Published December 4, 2023 by helentastic67

New Carer

So, as per usual I’ve had a few new carers recently. One has picked up my Friday shift, so I’ve got a new Girl Friday.

We got along instantly like a house on fire. She is close to my age which is rare and good to have some variety for sure. She has a long red plait hanging over her shoulder with petite features making me want to refer to her as Elsa from Frozen and I haven’t even seen it.

All was well, in my first 8.5-hour shift with her when we got on the topic of football. We were doing so well. Our teams were playing each other that night and she’s a Magpie’s supporter, that’s the team mascot for Collingwood. It was nice knowing you.

Over for the last weeks of the season I made several early morning texts to her, the morning after, along the lines of “I’m your face!” When Carlton beat her team.
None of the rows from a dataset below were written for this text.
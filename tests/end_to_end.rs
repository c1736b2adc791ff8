//! End-to-end tests: host library against a live backend over the
//! loopback fabric.
//!
//! Each test boots a backend on its own thread with an in-memory file
//! service, connects the control bridge and the DMA buffer like a real
//! application, and drives the full path: control handshake, request
//! ring framing, RDMA fetch, batch execution, response staging, and
//! response consumption.

use std::sync::atomic::{AtomicBool, Ordering};
use std::sync::Arc;
use std::thread::JoinHandle;
use std::time::{Duration, Instant};

use dpufs::backend::{run_backend, BackendError};
use dpufs::cache::CacheTable;
use dpufs::config::BackendConfig;
use dpufs::host::bridge::BackendBridge;
use dpufs::host::buffer::DmaBuffer;
use dpufs::host::HostError;
use dpufs::rdma::loopback::LoopbackFabric;
use dpufs::rdma::RdmaError;
use dpufs::service::memfs::{MemFileService, ROOT_DIR_ID};
use dpufs::wire::status;

const POLL_TIMEOUT: Duration = Duration::from_secs(5);

struct TestBackend {
    fabric: LoopbackFabric,
    addr: String,
    stop: Arc<AtomicBool>,
    handle: Option<JoinHandle<Result<(), BackendError>>>,
}

impl TestBackend {
    fn start(addr: &str, max_clients: u32, max_buffs: u32) -> Self {
        let fabric = LoopbackFabric::new();
        let mut config = BackendConfig::default();
        config.network.listen_addr = addr.to_string();
        config.network.max_clients = max_clients;
        config.network.max_buffs = max_buffs;

        let cache = Arc::new(CacheTable::new(8).unwrap());
        let service = Arc::new(MemFileService::new(cache));
        let stop = Arc::new(AtomicBool::new(false));

        let handle = std::thread::spawn({
            let fabric = fabric.clone();
            let stop = stop.clone();
            move || run_backend(&fabric, &config, service, stop)
        });

        Self {
            fabric,
            addr: addr.to_string(),
            stop,
            handle: Some(handle),
        }
    }

    /// Connect the control channel, waiting out backend startup.
    fn bridge(&self) -> BackendBridge<LoopbackFabric> {
        let deadline = Instant::now() + POLL_TIMEOUT;
        loop {
            match BackendBridge::connect(&self.fabric, &self.addr) {
                Ok(bridge) => return bridge,
                Err(HostError::Rdma(RdmaError::Address(_))) if Instant::now() < deadline => {
                    std::thread::sleep(Duration::from_millis(5));
                }
                Err(e) => panic!("control connect failed: {e}"),
            }
        }
    }

    fn dma_buffer(&self, client_id: u32) -> DmaBuffer<LoopbackFabric> {
        DmaBuffer::allocate(&self.fabric, &self.addr, client_id).expect("buffer connect")
    }
}

impl Drop for TestBackend {
    fn drop(&mut self) {
        self.stop.store(true, Ordering::Relaxed);
        if let Some(handle) = self.handle.take() {
            let _ = handle.join();
        }
    }
}

/// Collected response: (request id, status, payload).
type Collected = (u64, u32, Vec<u8>);

/// Poll until `count` responses arrive or the timeout hits.
fn collect_responses(dma: &mut DmaBuffer<LoopbackFabric>, count: usize) -> Vec<Collected> {
    let mut out: Vec<Collected> = Vec::new();
    let deadline = Instant::now() + POLL_TIMEOUT;
    while out.len() < count {
        assert!(
            Instant::now() < deadline,
            "timed out with {} of {count} responses",
            out.len()
        );
        dma.poll_responses(|view| {
            let mut payload = vec![0u8; view.bytes_serviced as usize];
            if view.has_payload() {
                view.copy_payload_to(&mut payload);
            }
            out.push((view.request_id, view.result, payload));
        });
        std::thread::sleep(Duration::from_micros(200));
    }
    out
}

fn pattern(len: usize, seed: u8) -> Vec<u8> {
    (0..len).map(|i| (i as u8).wrapping_mul(31).wrapping_add(seed)).collect()
}

#[test]
fn test_handshake_assigns_first_slots() {
    let backend = TestBackend::start("172.16.0.1:4420", 4, 4);

    let bridge = backend.bridge();
    assert_eq!(bridge.client_id(), 0);

    let mut dma = backend.dma_buffer(bridge.client_id());
    assert_eq!(dma.buffer_id(), 0);

    // No requests posted: the backend keeps re-polling, nothing arrives.
    std::thread::sleep(Duration::from_millis(50));
    assert_eq!(dma.poll_responses(|_| panic!("no response expected")), 0);

    // A second client lands in the next slots.
    let bridge2 = backend.bridge();
    assert_eq!(bridge2.client_id(), 1);
}

#[test]
fn test_control_plane_round_trips() {
    let backend = TestBackend::start("172.16.0.2:4420", 2, 2);
    let mut bridge = backend.bridge();

    bridge.create_directory("data", 1, ROOT_DIR_ID).unwrap();
    bridge.create_file("results.bin", 0o644, 7, 1).unwrap();

    // Create twice: already exists.
    match bridge.create_file("results.bin", 0o644, 7, 1) {
        Err(HostError::Backend { status }) => assert_eq!(status, status::ALREADY_EXISTS),
        other => panic!("expected ALREADY_EXISTS, got {other:?}"),
    }

    assert_eq!(bridge.get_file_size(7).unwrap(), 0);
    bridge.change_file_size(7, 1 << 20).unwrap();
    assert_eq!(bridge.get_file_size(7).unwrap(), 1 << 20);

    let info = bridge.get_file_info(7).unwrap();
    assert_eq!(info.file_size.get(), 1 << 20);
    assert_eq!(info.attributes.get(), 0o644);
    assert_eq!(bridge.get_file_attributes(7).unwrap(), 0o644);

    let free = bridge.get_free_space().unwrap();
    assert!(free < dpufs::service::memfs::DEFAULT_QUOTA_BYTES);

    bridge.move_file(7, "renamed.bin").unwrap();

    // Non-empty directory refuses removal; empty one goes away.
    match bridge.remove_directory(1) {
        Err(HostError::Backend { status }) => assert_eq!(status, status::DIR_NOT_EMPTY),
        other => panic!("expected DIR_NOT_EMPTY, got {other:?}"),
    }
    bridge.delete_file(7, 1).unwrap();
    bridge.remove_directory(1).unwrap();

    match bridge.get_file_info(7) {
        Err(HostError::Backend { status }) => assert_eq!(status, status::NOT_FOUND),
        other => panic!("expected NOT_FOUND, got {other:?}"),
    }
}

#[test]
fn test_single_write_then_read() {
    let backend = TestBackend::start("172.16.0.3:4420", 2, 2);
    let mut bridge = backend.bridge();
    bridge.create_file("blob", 0, 7, ROOT_DIR_ID).unwrap();

    let mut dma = backend.dma_buffer(bridge.client_id());
    let data = pattern(4096, 3);

    let write_id = dma.write_file(7, 0, &data).unwrap();
    let responses = collect_responses(&mut dma, 1);
    assert_eq!(responses[0].0, write_id);
    assert_eq!(responses[0].1, status::SUCCESS);
    assert_eq!(responses[0].2.len(), 0);

    let read_id = dma.read_file(7, 0, 4096).unwrap();
    let responses = collect_responses(&mut dma, 1);
    assert_eq!(responses[0].0, read_id);
    assert_eq!(responses[0].1, status::SUCCESS);
    assert_eq!(responses[0].2, data);
}

#[test]
fn test_read_of_hole_returns_zeros() {
    let backend = TestBackend::start("172.16.0.4:4420", 2, 2);
    let mut bridge = backend.bridge();
    bridge.create_file("holes", 0, 9, ROOT_DIR_ID).unwrap();
    bridge.change_file_size(9, 8192).unwrap();

    let mut dma = backend.dma_buffer(bridge.client_id());
    let read_id = dma.read_file(9, 4096, 4096).unwrap();
    let responses = collect_responses(&mut dma, 1);
    assert_eq!(responses[0].0, read_id);
    assert_eq!(responses[0].1, status::SUCCESS);
    assert_eq!(responses[0].2, vec![0u8; 4096]);

    // Reading past the end services only the bytes that exist.
    let read_id = dma.read_file(9, 8192, 4096).unwrap();
    let responses = collect_responses(&mut dma, 1);
    assert_eq!(responses[0].0, read_id);
    assert_eq!(responses[0].1, status::SUCCESS);
    assert_eq!(responses[0].2.len(), 0);
}

#[test]
fn test_unknown_file_reports_not_found() {
    let backend = TestBackend::start("172.16.0.5:4420", 2, 2);
    let bridge = backend.bridge();
    let mut dma = backend.dma_buffer(bridge.client_id());

    let id = dma.write_file(999, 0, b"nowhere").unwrap();
    let responses = collect_responses(&mut dma, 1);
    assert_eq!(responses[0].0, id);
    assert_eq!(responses[0].1, status::NOT_FOUND);
}

#[test]
fn test_batched_mixed_requests_complete_in_order() {
    let backend = TestBackend::start("172.16.0.6:4420", 2, 2);
    let mut bridge = backend.bridge();
    bridge.create_file("batch", 0, 7, ROOT_DIR_ID).unwrap();

    let mut dma = backend.dma_buffer(bridge.client_id());

    // Seed the region the batched reads will hit.
    let seed = pattern(4096, 11);
    dma.write_file(7, 0, &seed).unwrap();
    collect_responses(&mut dma, 1);

    // One publish carrying four requests.
    let w1 = dma.enqueue_write(7, 0, &pattern(1024, 1)).unwrap();
    let r1 = dma.enqueue_read(7, 0, 1024).unwrap();
    let w2 = dma.enqueue_write(7, 1024, &pattern(2048, 2)).unwrap();
    let r2 = dma.enqueue_read(7, 1536, 512).unwrap();
    dma.publish();

    let responses = collect_responses(&mut dma, 4);
    let ids: Vec<u64> = responses.iter().map(|r| r.0).collect();
    assert_eq!(ids, vec![w1, r1, w2, r2]);
    assert!(responses.iter().all(|r| r.1 == status::SUCCESS));

    // The first read observes the first write of the same batch: requests
    // execute in ring order.
    assert_eq!(responses[1].2, pattern(1024, 1));
    assert_eq!(responses[3].2.len(), 512);
}

#[test]
fn test_ring_wrap_around() {
    let backend = TestBackend::start("172.16.0.7:4420", 2, 2);
    let mut bridge = backend.bridge();
    bridge.create_file("wrap", 0, 7, ROOT_DIR_ID).unwrap();

    let mut dma = backend.dma_buffer(bridge.client_id());

    // March the producer tail around the 1 MiB ring several times with
    // 60000-byte frames; many of them straddle the boundary. Reads bring
    // each chunk back for verification, wrapping the response ring too.
    let chunk = 60_000usize;
    for round in 0..40u32 {
        let data = pattern(chunk, round as u8);
        let offset = (round as u64) * chunk as u64;

        let write_id = dma.write_file(7, offset, &data).unwrap();
        let responses = collect_responses(&mut dma, 1);
        assert_eq!(responses[0].0, write_id);
        assert_eq!(responses[0].1, status::SUCCESS, "write round {round}");

        let read_id = dma.read_file(7, offset, chunk as u32).unwrap();
        let responses = collect_responses(&mut dma, 1);
        assert_eq!(responses[0].0, read_id);
        assert_eq!(responses[0].2, data, "read round {round}");
    }

    assert_eq!(dma.outstanding(), 0);
}

#[test]
fn test_connection_rejected_when_slots_full() {
    let backend = TestBackend::start("172.16.0.8:4420", 1, 1);

    let bridge = backend.bridge();
    assert_eq!(bridge.client_id(), 0);

    // Every control slot is occupied: the next handshake is rejected and
    // the existing session keeps working.
    match BackendBridge::connect(&backend.fabric, &backend.addr) {
        Err(HostError::Rdma(RdmaError::Rejected)) => {}
        other => panic!("expected rejection, got {:?}", other.map(|b| b.client_id())),
    }

    let mut bridge = bridge;
    bridge.create_file("still-alive", 0, 1, ROOT_DIR_ID).unwrap();
}

#[test]
fn test_terminate_releases_slot_for_reuse() {
    let backend = TestBackend::start("172.16.0.9:4420", 1, 1);

    let bridge = backend.bridge();
    assert_eq!(bridge.client_id(), 0);
    let dma = backend.dma_buffer(bridge.client_id());
    assert_eq!(dma.buffer_id(), 0);

    dma.release().unwrap();
    bridge.disconnect().unwrap();

    // The slots cycle back to Available and accept a fresh handshake.
    let deadline = Instant::now() + POLL_TIMEOUT;
    let bridge2 = loop {
        match BackendBridge::connect(&backend.fabric, &backend.addr) {
            Ok(bridge) => break bridge,
            Err(_) if Instant::now() < deadline => {
                std::thread::sleep(Duration::from_millis(10))
            }
            Err(e) => panic!("slot never became available: {e}"),
        }
    };
    assert_eq!(bridge2.client_id(), 0);

    let dma2 = backend.dma_buffer(bridge2.client_id());
    assert_eq!(dma2.buffer_id(), 0);
}

#[test]
fn test_write_read_survives_file_resize() {
    let backend = TestBackend::start("172.16.0.10:4420", 2, 2);
    let mut bridge = backend.bridge();
    bridge.create_file("resize", 0, 5, ROOT_DIR_ID).unwrap();

    let mut dma = backend.dma_buffer(bridge.client_id());
    let data = pattern(16384, 42);
    dma.write_file(5, 0, &data).unwrap();
    collect_responses(&mut dma, 1);

    // Shrink below the written region, then verify the read reflects it.
    bridge.change_file_size(5, 1000).unwrap();
    let read_id = dma.read_file(5, 0, 16384).unwrap();
    let responses = collect_responses(&mut dma, 1);
    assert_eq!(responses[0].0, read_id);
    assert_eq!(responses[0].2, &data[..1000]);
}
It’s OK, I knew she could take it. The game was on.

I suggested if our teams faced each other on grand final day and her team won I would get a tattoo of a Magpie on my butt! (it would be my first) and tiny. I suggested if the Blues, (yes, the Carlton mascot) won she had to get a Huge Blues tattoo across her upper chest on the left, it’s fine. She laughed. Stating “not a huge one?”

I continued to mention I would get started designing our tattoo’s. Could have been a limited release. Alas, no tattoos were undertaken. That’s the right term.